The Atlanta Journal-Constitution

EPA’s easing of water regulation splits landowners, environmen­talists

- By Tamar Hallerman tamar.hallerman@ajc.com

An Obama-era clean water regulation maligned by Georgia farmers and land developers is being rolled back by the Trump administra­tion, a move environmen­talists say could harm nearly 40,000 miles of streams in the state.

Local supporters of Trump’s replacemen­t “Waters of the United States” rule say it will cut down on burdensome red tape from Washington. Under the rule’s previous incarnatio­n, which was blocked by a federal court, landowners said they were required to secure federal permits for routine operations such as building small structures or using pesticides near drainage ditches or other minor bodies of water on their properties.

The updated rule-making, which was finalized last week and will go into effect this spring, now distinguis­hes between navigable waterways — which fall under the jurisdicti­on of the Clean Water Act and are illegal to pollute without a permit — and certain wetlands, intermitte­nt and “ephemeral” streams created by rainfalls.

That means major bodies of water like the Chattahooc­hee River and Carters Lake near Ellijay will still be regulated, said

Mary Walker, administra­tor for the U.S. Environmen­tal Protection Agency’s Southeast region, and smaller or undergroun­d sources like groundwate­r, farm water ponds and wastewater treatment systems will not.

The Trump administra­tion’s new rule is “clear, appropriat­e and legally defensible,” Walker said at an event Tuesday at the Georgia Department of Agricultur­e.

“States like Georgia already have a robust network of regulation­s that protect their state waters, and this rule outlines an approach that together with existing state and tribal regulation­s provides a network of coverage to protect our nation’s waters as called for by the Clean Water Act,” she said.

Environmen­talists warned President Donald Trump’s rule-making would give heavy industry and developers more leeway to dump pollutants, harming drinking water, wetlands and the state’s most iconic bodies of water.

“If you’re concerned about the Chattahooc­hee River, you need to be concerned about what’s flowing into the Chattahooc­hee River,” said Blan Holman, who leads the Southern Environmen­tal Law Center’s Clean Water Defense Initiative.

“It’s kind of like saying we care about keeping our heart healthy, but we’re not going to concern ourselves with what’s in the bloodstrea­m and the arteries and the veins.”

Holman said the Trump administra­tion’s new regulation goes farther than repealing President Barack Obama’s rule — it chips away at protection­s for wetlands and ephemeral streams that have been in place for decades.

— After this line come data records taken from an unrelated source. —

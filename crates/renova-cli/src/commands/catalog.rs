//! Public catalog command
//!
//! Usage: renova catalog [--brand <BRAND>] [--search <TEXT>] [--featured]

use clap::Args;
use renova_core::catalog::{format_mileage, format_rupiah, BrandFilter};
use renova_core::Car;

use super::Context;

#[derive(Debug, Args)]
pub struct CatalogArgs {
    /// Brand name, or `Semua`/`all` for every brand
    #[arg(long, default_value = "Semua")]
    pub brand: String,

    /// Case-insensitive match on name or brand
    #[arg(long, default_value = "")]
    pub search: String,

    /// Only featured cars (home page)
    #[arg(long, conflicts_with_all = ["brands"])]
    pub featured: bool,

    /// List the available brands instead of cars
    #[arg(long)]
    pub brands: bool,
}

pub fn print_car_line(car: &Car) {
    println!(
        "{}\t{} {}\t{}\t{}\t{}",
        car.id,
        car.brand,
        car.name,
        car.year,
        format_rupiah(car.price),
        format_mileage(car.mileage)
    );
}

pub async fn execute(ctx: &Context, args: CatalogArgs) -> anyhow::Result<()> {
    if args.brands {
        let brands = ctx.showroom.brands().await?;
        if ctx.json {
            return ctx.print_json(&brands);
        }
        for brand in brands {
            println!("{}", brand);
        }
        return Ok(());
    }

    let cars = if args.featured {
        ctx.showroom.featured_cars().await?
    } else {
        ctx.showroom
            .catalog(&BrandFilter::parse(&args.brand), &args.search)
            .await?
    };

    if ctx.json {
        return ctx.print_json(&cars);
    }
    if cars.is_empty() {
        println!("No cars match.");
    }
    for car in &cars {
        print_car_line(car);
    }
    Ok(())
}
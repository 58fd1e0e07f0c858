#![allow(clippy::unwrap_used, clippy::expect_used)]

use renova_store::migrations::{applied_migrations, apply_migrations, get_migrations};
use rusqlite::Connection;

#[test]
fn test_migrations_apply_in_order_and_are_idempotent() {
    let mut conn = Connection::open_in_memory().unwrap();

    apply_migrations(&mut conn).unwrap();
    apply_migrations(&mut conn).unwrap();

    let applied = applied_migrations(&conn).unwrap();
    let expected: Vec<String> = get_migrations().iter().map(|m| m.id.to_string()).collect();
    assert_eq!(applied, expected);
}

#[test]
fn test_schema_contains_collection_tables() {
    let mut conn = Connection::open_in_memory().unwrap();
    apply_migrations(&mut conn).unwrap();

    for table in ["cars", "news", "testimonials", "inbox", "users", "about", "images", "session", "seed_log"] {
        let count: i64 = conn
            .query_row(
                "SELECT COUNT(*) FROM sqlite_master WHERE type = 'table' AND name = ?1",
                [table],
                |row| row.get(0),
            )
            .unwrap();
        assert_eq!(count, 1, "missing table {}", table);
    }
}
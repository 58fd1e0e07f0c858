//! Error helpers for renova-store
//!
//! Wraps renova-core ExError with store-specific constructors

use renova_core::errors::{ExError, ExErrorKind, RenovaError};
use rusqlite::ErrorCode;

/// Result type alias using ExError
pub type Result<T> = std::result::Result<T, ExError>;

/// Create a migration error
pub fn migration_error(migration_id: &str, reason: &str) -> ExError {
    ExError::new(ExErrorKind::Persistence)
        .with_op("migration")
        .with_message(format!("Migration {} failed: {}", migration_id, reason))
}

/// Create a checksum mismatch error
pub fn checksum_mismatch(migration_id: &str, expected: &str, actual: &str) -> ExError {
    ExError::new(ExErrorKind::Persistence)
        .with_op("migration_checksum")
        .with_message(format!(
            "Checksum mismatch for migration {}: expected {}, got {}",
            migration_id, expected, actual
        ))
}

/// Create a database error from rusqlite::Error
pub fn from_rusqlite(err: rusqlite::Error) -> ExError {
    ExError::new(ExErrorKind::Persistence)
        .with_op("sqlite")
        .with_message(err.to_string())
}

/// Map a write failure, turning unique-constraint violations into
/// `AlreadyExists`
pub fn from_rusqlite_write(collection: &str, key: Option<&str>, err: rusqlite::Error) -> ExError {
    match &err {
        rusqlite::Error::SqliteFailure(failure, _)
            if failure.code == ErrorCode::ConstraintViolation =>
        {
            RenovaError::AlreadyExists {
                collection: collection.to_string(),
                key: key.unwrap_or("record").to_string(),
            }
            .into()
        }
        _ => from_rusqlite(err),
    }
}

pub fn not_found(collection: &str, id: &str, op: &str) -> ExError {
    ExError::from(RenovaError::NotFound {
        collection: collection.to_string(),
        id: id.to_string(),
    })
    .with_op(op)
}

/// Stored JSON body that no longer deserializes into its entity
pub fn corrupt_row(collection: &str, id: &str, err: serde_json::Error) -> ExError {
    ExError::new(ExErrorKind::Serialization)
        .with_op("decode_row")
        .with_collection(collection)
        .with_entity_id(id)
        .with_message(err.to_string())
}
//! Migration framework
//!
//! Provides:
//! - Migration runner with checksum verification
//! - Idempotent application
//! - Embedded SQL migrations

mod checksums;
mod embedded;
mod runner;

pub use embedded::{get_migrations, Migration};
pub use runner::{applied_migrations, apply_migrations};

The group Environmen­t Georgia previously estimated that nearly 40,000 miles of the state’s streams, or roughly 57%, could be adversely affected.

Trump has made repealing his predecesso­r’s environmen­tal legacy a top order of business at the EPA. He rolled back Obama’s signature climate plan in 2018 and has also chipped away at rules regulating chemicals and endangered species.

Among the local groups that voiced their support for the scaled back water rules was the Georgia Farm Bureau, which described the Obama-era guidelines as “needlessly complex.”

“We’ve got a lot more certainty than we had before,” Jeffrey Harvey, the group’s director of public policy, said Tuesday. “Before, we didn’t really know which (water) features were considered ‘waters of the U.S.’ and which ones weren’t.”

Cheering on the new rule-making with Walker at Tuesday’s event were two of the state’s top elected officials, Attorney General Chris Carr and Agricultur­e Commission­er Gary Black.

Carr made fighting the Obama administra­tion rule a top priority shortly after he was appointed in fall 2016, joining a group of mostly red states that successful­ly sued to block the regulation in court.

“What the past rule did was basically take away the state’s ability to protect our own natural resources,” Carr told The Atlanta Journal-Constituti­on. Georgia has “a great history of protecting our natural resources, and we will do it in the future.”